識別子(identifier)とは、プログラムの構文的なサブユニットの名前であり、関数(function)、サブルーチン(subroutine)、メソッド(method)、クラス(class)、データ型(data type)、マクロ(macro)などが該当します。プログラミング言語では、識別子はその言語の構文をもつシンボルです。そのプログラムの開発と保守では、プロジェクト全体を横断して識別子をリネームする等から、識別子がどこで定義されているか(defined)、どこから参照されているか(referenced)を素早く見つける能力が求められます。

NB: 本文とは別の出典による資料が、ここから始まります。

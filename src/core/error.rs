use actix_web::{error::ResponseError, http::StatusCode, HttpResponse};

/// Application-wide Result type
pub type Result<T> = std::result::Result<T, AppError>;

/// Main application error type
#[derive(thiserror::Error, Debug)]
pub enum AppError {
    /// Validation errors for business rules
    #[error("Validation error: {0}")]
    Validation(String),

    /// Caller input rejected on a specific field; state is left unchanged
    #[error("Invalid {field}: {message}")]
    InvalidField { field: &'static str, message: String },

    /// Illegal status change for a plan or installment
    #[error("Cannot transition from {from} to {to}")]
    InvalidTransition { from: String, to: String },

    /// Database operation errors
    #[error("Database error: {0}")]
    Database(#[from] sqlx::Error),

    /// Resource not found
    #[error("Not found: {0}")]
    NotFound(String),

    /// Tenant timezone data that cannot be resolved
    #[error("Invalid timezone: {0}")]
    InvalidTimezone(String),

    /// Configuration errors
    #[error("Configuration error: {0}")]
    Configuration(String),

    /// JSON serialization/deserialization errors
    #[error("JSON error: {0}")]
    Json(#[from] serde_json::Error),

    /// Internal server errors
    #[error("Internal error: {0}")]
    Internal(String),
}

impl ResponseError for AppError {
    fn error_response(&self) -> HttpResponse {
        let status_code = self.status_code();
        let mut body = serde_json::json!({
            "error": {
                "message": self.to_string(),
                "code": status_code.as_u16(),
            }
        });

        if let AppError::InvalidField { field, .. } = self {
            body["error"]["field"] = serde_json::Value::from(*field);
        }

        HttpResponse::build(status_code).json(body)
    }

    fn status_code(&self) -> StatusCode {
        match self {
            AppError::Validation(_) => StatusCode::BAD_REQUEST,
            AppError::InvalidField { .. } => StatusCode::BAD_REQUEST,
            AppError::InvalidTransition { .. } => StatusCode::CONFLICT,
            AppError::Database(_) => StatusCode::INTERNAL_SERVER_ERROR,
            AppError::NotFound(_) => StatusCode::NOT_FOUND,
            AppError::InvalidTimezone(_) => StatusCode::INTERNAL_SERVER_ERROR,
            AppError::Configuration(_) => StatusCode::INTERNAL_SERVER_ERROR,
            AppError::Json(_) => StatusCode::BAD_REQUEST,
            AppError::Internal(_) => StatusCode::INTERNAL_SERVER_ERROR,
        }
    }
}

// Helper functions for common error scenarios
impl AppError {
    pub fn validation(msg: impl Into<String>) -> Self {
        AppError::Validation(msg.into())
    }

    pub fn invalid_field(field: &'static str, msg: impl Into<String>) -> Self {
        AppError::InvalidField {
            field,
            message: msg.into(),
        }
    }

    pub fn invalid_transition(from: impl ToString, to: impl ToString) -> Self {
        AppError::InvalidTransition {
            from: from.to_string(),
            to: to.to_string(),
        }
    }

    pub fn not_found(resource: impl Into<String>) -> Self {
        AppError::NotFound(resource.into())
    }

    pub fn internal(msg: impl Into<String>) -> Self {
        AppError::Internal(msg.into())
    }

    /// Field named by an `InvalidField` error
    pub fn field(&self) -> Option<&'static str> {
        match self {
            AppError::InvalidField { field, .. } => Some(field),
            _ => None,
        }
    }
}
// Batch jobs module

pub mod controllers;
pub mod models;
pub mod repositories;
pub mod services;

pub use models::{JobRun, JobStatus};
pub use repositories::{JobRunRepository, MySqlJobRunRepository};
pub use services::{JobRunService, JobSummary, OverdueScheduler, OverdueStatusJob, TriggerSource};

これらの能力は、プログラミング言語をサポートするよう定義されたモード以外のメジャーモードでも、リファレンスを見つけるために有用です。たとえばテキストやTeXドキュメントのチャプター(chapters)、セクション(sections)、アペンディクス(appendices)も同様にサブユニットとなり得るし、それらの名前も識別子として使用できます。このチャプターでは、プログラムのソース、同様に他の種類のテキストの中の、任意の種類のサブユニットの名前を正確に参照するために、“識別子(identifiers)”という用語を使用します。

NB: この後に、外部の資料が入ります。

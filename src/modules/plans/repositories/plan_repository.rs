// Payment plan persistence.
//
// Plans and their installments are written together: creation inserts the
// whole schedule in one transaction, and every mutation locks the plan row
// first, then its installments, so concurrent payments on the same plan are
// serialized and the recomputed plan is always the last write.

use async_trait::async_trait;
use chrono::{DateTime, NaiveDate, Utc};
use rust_decimal::Decimal;
use sqlx::{MySql, MySqlPool, Transaction};

use crate::core::{AppError, Currency, Result};
use crate::modules::installments::models::Installment;
use crate::modules::installments::repositories::installment_repository::{
    find_by_plan_for_update, insert_with_tx, update_payment_with_tx,
};
use crate::modules::plans::models::{PaymentPlan, PlanStatus};

/// A plan together with its full installment set
#[derive(Debug, Clone, PartialEq)]
pub struct PlanSnapshot {
    pub plan: PaymentPlan,
    pub installments: Vec<Installment>,
}

impl PlanSnapshot {
    pub fn installment(&self, id: &str) -> Option<&Installment> {
        self.installments.iter().find(|i| i.id == id)
    }
}

/// Change applied to a locked plan snapshot; returns the new state to persist
pub type PlanMutation<'a> = &'a (dyn Fn(&PlanSnapshot) -> Result<PlanSnapshot> + Send + Sync);

#[async_trait]
pub trait PlanRepository: Send + Sync {
    /// Insert a plan and its installment schedule atomically
    async fn create_with_installments(
        &self,
        plan: &PaymentPlan,
        installments: &[Installment],
    ) -> Result<()>;

    async fn find_by_id(&self, agency_id: &str, plan_id: &str) -> Result<Option<PaymentPlan>>;

    /// Lock the plan and its installments, apply `mutation`, and persist the
    /// changed rows in one transaction. Returns the state before and after.
    ///
    /// If the mutation fails nothing is written.
    async fn update_locked(
        &self,
        agency_id: &str,
        plan_id: &str,
        mutation: PlanMutation<'_>,
    ) -> Result<(PlanSnapshot, PlanSnapshot)>;
}

/// MySQL-backed plan repository
pub struct MySqlPlanRepository {
    pool: MySqlPool,
}

impl MySqlPlanRepository {
    pub fn new(pool: MySqlPool) -> Self {
        Self { pool }
    }

    async fn insert_plan_with_tx(
        &self,
        tx: &mut Transaction<'_, MySql>,
        plan: &PaymentPlan,
    ) -> Result<()> {
        sqlx::query(&format!(
            "INSERT INTO payment_plans ({}) \
             VALUES (?, ?, ?, ?, ?, ?, ?, ?, ?, ?, ?, ?, ?, ?, ?, ?, ?)",
            PLAN_COLUMNS
        ))
        .bind(&plan.id)
        .bind(&plan.agency_id)
        .bind(&plan.enrollment_id)
        .bind(plan.currency.as_str())
        .bind(plan.total_value)
        .bind(plan.materials_cost)
        .bind(plan.admin_fees)
        .bind(plan.other_fees)
        .bind(plan.commission_rate_percent)
        .bind(plan.tax_inclusive)
        .bind(plan.commissionable_value)
        .bind(plan.expected_commission)
        .bind(plan.earned_commission)
        .bind(plan.status.as_str())
        .bind(plan.start_date)
        .bind(plan.created_at)
        .bind(plan.updated_at)
        .execute(&mut **tx)
        .await
        .map_err(|e| AppError::Internal(format!("Failed to create payment plan: {}", e)))?;

        Ok(())
    }

    async fn update_derived_with_tx(
        &self,
        tx: &mut Transaction<'_, MySql>,
        plan: &PaymentPlan,
    ) -> Result<()> {
        sqlx::query(
            r#"
            UPDATE payment_plans
            SET earned_commission = ?, status = ?, updated_at = ?
            WHERE id = ? AND agency_id = ?
            "#,
        )
        .bind(plan.earned_commission)
        .bind(plan.status.as_str())
        .bind(plan.updated_at)
        .bind(&plan.id)
        .bind(&plan.agency_id)
        .execute(&mut **tx)
        .await
        .map_err(|e| AppError::Internal(format!("Failed to update payment plan: {}", e)))?;

        Ok(())
    }
}

const PLAN_COLUMNS: &str = "id, agency_id, enrollment_id, currency, total_value, materials_cost, \
     admin_fees, other_fees, commission_rate_percent, tax_inclusive, commissionable_value, \
     expected_commission, earned_commission, status, start_date, created_at, updated_at";

#[async_trait]
impl PlanRepository for MySqlPlanRepository {
    async fn create_with_installments(
        &self,
        plan: &PaymentPlan,
        installments: &[Installment],
    ) -> Result<()> {
        let mut tx = self
            .pool
            .begin()
            .await
            .map_err(|e| AppError::Internal(format!("Failed to start transaction: {}", e)))?;

        self.insert_plan_with_tx(&mut tx, plan).await?;
        for installment in installments {
            insert_with_tx(&mut tx, installment).await?;
        }

        tx.commit()
            .await
            .map_err(|e| AppError::Internal(format!("Failed to commit transaction: {}", e)))?;

        Ok(())
    }

    async fn find_by_id(&self, agency_id: &str, plan_id: &str) -> Result<Option<PaymentPlan>> {
        let row = sqlx::query_as::<_, PlanRow>(&format!(
            "SELECT {} FROM payment_plans WHERE id = ? AND agency_id = ?",
            PLAN_COLUMNS
        ))
        .bind(plan_id)
        .bind(agency_id)
        .fetch_optional(&self.pool)
        .await
        .map_err(|e| AppError::Internal(format!("Failed to fetch payment plan: {}", e)))?;

        row.map(PaymentPlan::try_from).transpose()
    }

    async fn update_locked(
        &self,
        agency_id: &str,
        plan_id: &str,
        mutation: PlanMutation<'_>,
    ) -> Result<(PlanSnapshot, PlanSnapshot)> {
        let mut tx = self
            .pool
            .begin()
            .await
            .map_err(|e| AppError::Internal(format!("Failed to start transaction: {}", e)))?;

        let plan_row = sqlx::query_as::<_, PlanRow>(&format!(
            "SELECT {} FROM payment_plans WHERE id = ? AND agency_id = ? FOR UPDATE",
            PLAN_COLUMNS
        ))
        .bind(plan_id)
        .bind(agency_id)
        .fetch_optional(&mut *tx)
        .await
        .map_err(|e| AppError::Internal(format!("Failed to lock payment plan: {}", e)))?
        .ok_or_else(|| AppError::not_found("Payment plan not found"))?;

        let before = PlanSnapshot {
            plan: PaymentPlan::try_from(plan_row)?,
            installments: find_by_plan_for_update(&mut tx, agency_id, plan_id).await?,
        };

        // Dropping the transaction on error rolls it back
        let after = mutation(&before)?;

        for installment in &after.installments {
            if before.installment(&installment.id) != Some(installment) {
                update_payment_with_tx(&mut tx, installment).await?;
            }
        }

        if after.plan != before.plan {
            self.update_derived_with_tx(&mut tx, &after.plan).await?;
        }

        tx.commit()
            .await
            .map_err(|e| AppError::Internal(format!("Failed to commit transaction: {}", e)))?;

        Ok((before, after))
    }
}

/// Database row representation for the payment_plans table
#[derive(sqlx::FromRow)]
struct PlanRow {
    id: String,
    agency_id: String,
    enrollment_id: String,
    currency: String,
    total_value: Decimal,
    materials_cost: Decimal,
    admin_fees: Decimal,
    other_fees: Decimal,
    commission_rate_percent: Decimal,
    tax_inclusive: bool,
    commissionable_value: Decimal,
    expected_commission: Decimal,
    earned_commission: Decimal,
    status: String,
    start_date: NaiveDate,
    created_at: DateTime<Utc>,
    updated_at: DateTime<Utc>,
}

impl TryFrom<PlanRow> for PaymentPlan {
    type Error = AppError;

    fn try_from(row: PlanRow) -> Result<Self> {
        let status: PlanStatus = row.status.parse().map_err(AppError::Internal)?;
        let currency: Currency = row.currency.parse().map_err(AppError::Internal)?;

        Ok(PaymentPlan {
            id: row.id,
            agency_id: row.agency_id,
            enrollment_id: row.enrollment_id,
            currency,
            total_value: row.total_value,
            materials_cost: row.materials_cost,
            admin_fees: row.admin_fees,
            other_fees: row.other_fees,
            commission_rate_percent: row.commission_rate_percent,
            tax_inclusive: row.tax_inclusive,
            commissionable_value: row.commissionable_value,
            expected_commission: row.expected_commission,
            earned_commission: row.earned_commission,
            status,
            start_date: row.start_date,
            created_at: row.created_at,
            updated_at: row.updated_at,
        })
    }
}
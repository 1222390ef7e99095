// HTTP handlers for installment endpoints
//
// Endpoints:
// - POST /agencies/{agency_id}/installments/{id}/payments - Record a payment

use std::sync::Arc;

use actix_web::{web, HttpResponse};
use rust_decimal::Decimal;
use serde::Serialize;

use crate::core::Result;
use crate::modules::installments::models::Installment;
use crate::modules::installments::services::PaymentInput;
use crate::modules::plans::models::PlanStatus;
use crate::modules::plans::services::{PaymentOutcome, PlanService};

/// Response for POST /agencies/{agency_id}/installments/{id}/payments
#[derive(Debug, Serialize)]
pub struct PaymentResponse {
    pub installment: Installment,
    pub previous_status: String,
    pub plan_id: String,
    pub plan_status: PlanStatus,
    pub plan_completed: bool,
    pub earned_commission: Decimal,
    pub expected_commission: Decimal,
}

impl From<PaymentOutcome> for PaymentResponse {
    fn from(outcome: PaymentOutcome) -> Self {
        let plan_completed = outcome.plan.completed_now();
        Self {
            previous_status: outcome.installment.previous.status.to_string(),
            installment: outcome.installment.current,
            plan_id: outcome.plan.plan.id,
            plan_status: outcome.plan.plan.status,
            plan_completed,
            earned_commission: outcome.plan.plan.earned_commission,
            expected_commission: outcome.plan.plan.expected_commission,
        }
    }
}

/// POST /agencies/{agency_id}/installments/{id}/payments
///
/// # Request Body
/// ```json
/// { "paid_date": "2025-03-01", "paid_amount": "1000.00", "notes": "bank transfer" }
/// ```
///
/// # Returns
/// - 200: Payment recorded, plan recomputed
/// - 400: Rejected payment; `error.field` names the offending field
///   (`status` when the installment no longer accepts payments)
/// - 404: Agency or installment not found
pub async fn record_payment(
    service: web::Data<Arc<PlanService>>,
    path: web::Path<(String, String)>,
    request: web::Json<PaymentInput>,
) -> Result<HttpResponse> {
    let (agency_id, installment_id) = path.into_inner();

    let outcome = service
        .record_payment(&agency_id, &installment_id, request.into_inner())
        .await?;

    Ok(HttpResponse::Ok().json(PaymentResponse::from(outcome)))
}

/// Configure installment routes
pub fn configure(cfg: &mut web::ServiceConfig) {
    cfg.service(
        web::scope("/agencies/{agency_id}/installments")
            .route("/{id}/payments", web::post().to(record_payment)),
    );
}
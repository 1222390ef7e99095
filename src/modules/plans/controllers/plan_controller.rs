use std::sync::Arc;

use actix_web::{web, HttpResponse};

use crate::core::error::AppError;
use crate::modules::plans::models::NewPaymentPlan;
use crate::modules::plans::services::{PlanService, PlanSummary};

/// Create a plan with its installment schedule
/// POST /agencies/{agency_id}/plans
pub async fn create_plan(
    service: web::Data<Arc<PlanService>>,
    path: web::Path<String>,
    request: web::Json<NewPaymentPlan>,
) -> Result<HttpResponse, AppError> {
    let agency_id = path.into_inner();
    let snapshot = service
        .create_plan(&agency_id, request.into_inner())
        .await?;

    Ok(HttpResponse::Created().json(PlanSummary::from_snapshot(snapshot)))
}

/// Plan with derived totals and its installments
/// GET /agencies/{agency_id}/plans/{id}
pub async fn get_plan(
    service: web::Data<Arc<PlanService>>,
    path: web::Path<(String, String)>,
) -> Result<HttpResponse, AppError> {
    let (agency_id, plan_id) = path.into_inner();
    let summary = service.plan_summary(&agency_id, &plan_id).await?;

    Ok(HttpResponse::Ok().json(summary))
}

/// POST /agencies/{agency_id}/plans/{id}/cancel
pub async fn cancel_plan(
    service: web::Data<Arc<PlanService>>,
    path: web::Path<(String, String)>,
) -> Result<HttpResponse, AppError> {
    let (agency_id, plan_id) = path.into_inner();
    let snapshot = service.cancel_plan(&agency_id, &plan_id).await?;

    Ok(HttpResponse::Ok().json(PlanSummary::from_snapshot(snapshot)))
}

/// Configure plan routes
pub fn configure(cfg: &mut web::ServiceConfig) {
    cfg.service(
        web::scope("/agencies/{agency_id}/plans")
            .route("", web::post().to(create_plan))
            .route("/{id}", web::get().to(get_plan))
            .route("/{id}/cancel", web::post().to(cancel_plan)),
    );
}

これらの能力のために、Emacsは‘xref’と呼ばれる統一されたインターフェースを提供します。

xrefが処理を行なうには、そのメジャーモード特有の情報とメソッドを使用する必要があります。どのファイルから識別子を検索するか、識別子にたいするリファレンス(references: 参照)を探す方法、識別子を補完する方法、これら(およびそれ以上のこと)は、モード固有の知識です。xrefは処理のモード固有な部分を、そのモードにより提供されるバックエンド(backend)に委託します。これには、いくつかのコマンドにたいするデフォルトや、そのモード自体が提供しないモードにたいするデフォルトも含まれます。

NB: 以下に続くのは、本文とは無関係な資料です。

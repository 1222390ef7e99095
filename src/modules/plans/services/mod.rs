pub mod plan_aggregator;
pub mod plan_service;

pub use plan_aggregator::{PlanAggregator, PlanUpdate};
pub use plan_service::{PaymentOutcome, PlanService, PlanSummary};
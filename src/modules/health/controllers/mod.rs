pub mod health_controller;

pub use health_controller::configure;
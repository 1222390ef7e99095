use std::sync::Arc;

use chrono::Duration;
use tracing::warn;

use crate::core::{AppError, Clock, Result};
use crate::modules::jobs::models::{JobRun, JobStatus};
use crate::modules::jobs::repositories::JobRunRepository;

/// Inspection and manual repair of the job run log
pub struct JobRunService {
    runs: Arc<dyn JobRunRepository>,
    clock: Arc<dyn Clock>,
}

impl JobRunService {
    pub fn new(runs: Arc<dyn JobRunRepository>, clock: Arc<dyn Clock>) -> Self {
        Self { runs, clock }
    }

    pub async fn get_run(&self, run_id: u64) -> Result<JobRun> {
        self.runs
            .find_by_id(run_id)
            .await?
            .ok_or_else(|| AppError::not_found(format!("Job run {} not found", run_id)))
    }

    /// Runs of `job_name` still `running` longer than `threshold`
    pub async fn stuck_runs(&self, job_name: &str, threshold: Duration) -> Result<Vec<JobRun>> {
        let now = self.clock.now();
        let running = self.runs.find_running(job_name).await?;

        Ok(running
            .into_iter()
            .filter(|run| run.is_stuck(now, threshold))
            .collect())
    }

    /// Close a run that will never finish on its own
    pub async fn mark_failed(&self, run_id: u64, reason: &str) -> Result<JobRun> {
        let mut run = self.get_run(run_id).await?;

        if run.status != JobStatus::Running {
            return Err(AppError::invalid_transition(run.status, JobStatus::Failed));
        }

        let records_updated = run.records_updated;
        run.finish(
            JobStatus::Failed,
            self.clock.now(),
            records_updated,
            Some(format!("Marked failed: {}", reason)),
        )?;
        self.runs.complete(&run).await?;

        warn!(
            run_id = run.id,
            job = run.job_name.as_str(),
            reason = reason,
            "Job run marked failed"
        );

        Ok(run)
    }
}
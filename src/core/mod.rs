pub mod clock;
pub mod currency;
pub mod error;
pub mod timezone;

pub use clock::{Clock, FixedClock, SystemClock};
pub use currency::{check_money_scale, round_money, Currency};
pub use error::{AppError, Result};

バックエンドはこれらの能力をさまざまな方法で実装できます。いくつかの例を示します:

  1. その言語のシンボルを探すために、ビルトインの方法を提供するモードがいくつかあります。たとえばEmacs Lispのシンボルは、パッケージのロード履歴からの検索から識別され、Emacs Lispインタープリターにより保守され、ビルトインのドキュメント文字列(built-in documentation strings)で調べます。シンボル定義を探すために、Emacs Lispモードは、モードのバックエンドの中の、これらの機能を使用します(この種のバックエンドの不利な点の1つは、インタープリターにロードされたサブユニットしか認識しないことです)。
  2. 外部プログラムは関連するファイルをスキャンしてリファレンスを抽出して、これらにたいするデータベースをビルドすることができます。リファレンスをリストしたり調べるために、バックエンドは必要なときにこのデータベースにアクセスできます。Emacsのディストリビューションにはetagsが含まれています。これはプログラム中の識別子の定義にタグ付けするコマンドで、リファレンスをタグテーブル(tags tables)に抽出することにより、多くのプログラミング言語、およびHTMLのようなその他のモードをサポートします。Create Tags Tableを参照してください。etagsによりサポートされた言語にたいするメジャーモードは、そのバックエンドの基準でタグテーブルを使用できます(この種のバックエンドの不利な点の1つは、タグテーブルは有効性を維持するために最新である必要があり、度々リビルドしなければならないことです)。